In a positive review, the Los Angeles Times grants that some of Davis’ work can be “willfully emotionless.” There is something stifling to me about her lack of dialogue, and the way her narrators’ inner monologues can come off as the stunted, circular musings of the socially disordered, as in this sentence from the very first story collected here, called “Story”:
The fact that he does not tell me the truth all the time makes me not sure of his truth at certain times, and then I work to figure out for myself if what he is telling me is the truth or not, and sometimes I can figure out that it’s not the truth and sometimes I don’t know and never know, and sometimes just because he says it to me over and over again I am convinced it is the truth because I don’t believe he would repeat a lie so often.
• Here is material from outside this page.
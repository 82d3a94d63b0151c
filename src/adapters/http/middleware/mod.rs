pub mod actor;

pub use actor::{ACTOR_ID_HEADER, ACTOR_ROLE_HEADER, ActorExt, ActorMiddleware};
And the very short stories peppered throughout are almost never more than semi-clever punch lines or undergraduate-flavored head-scratchers. The entirety of “Example of the Continuing Past Tense in a Hotel Room”:
Your housekeeper has been Shelly.
And the entirety of “Suddenly Afraid”:
because she couldn’t write the name of what she was: a wa wam owm owamn womn
But when on top of her game, Davis can be riveting. The Village Voice says you don’t read her for traditional epiphanies, “You read Lydia Davis to watch a writer patiently divide the space between epiphany and actual human beings by first halves, then quarters, then eighths, and then sixteenths, into infinity.” And that “Davis is more likeable than the forensic technician she’s so often pegged as.”